> Assigned task
When the line containing "A/B testing API" is found in the data below, copy it and each line after it through the line containing "optional filter of", exactly and with no others.

> Provided records
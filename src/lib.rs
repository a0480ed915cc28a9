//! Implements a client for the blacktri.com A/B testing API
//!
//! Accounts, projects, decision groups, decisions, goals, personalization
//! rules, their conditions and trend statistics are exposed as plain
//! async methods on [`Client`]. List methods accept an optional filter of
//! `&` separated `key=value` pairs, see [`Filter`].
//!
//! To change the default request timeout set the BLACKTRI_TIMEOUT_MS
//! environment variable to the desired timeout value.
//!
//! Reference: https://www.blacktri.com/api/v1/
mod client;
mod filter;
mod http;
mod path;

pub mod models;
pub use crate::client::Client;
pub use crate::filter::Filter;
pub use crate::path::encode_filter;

> Response area
//! Implements a client for the blacktri.com A/B testing API
//!
//! Accounts, projects, decision groups, decisions, goals, personalization
//! rules, their conditions and trend statistics are exposed as plain
//! async methods on [`Client`]. List methods accept an optional filter of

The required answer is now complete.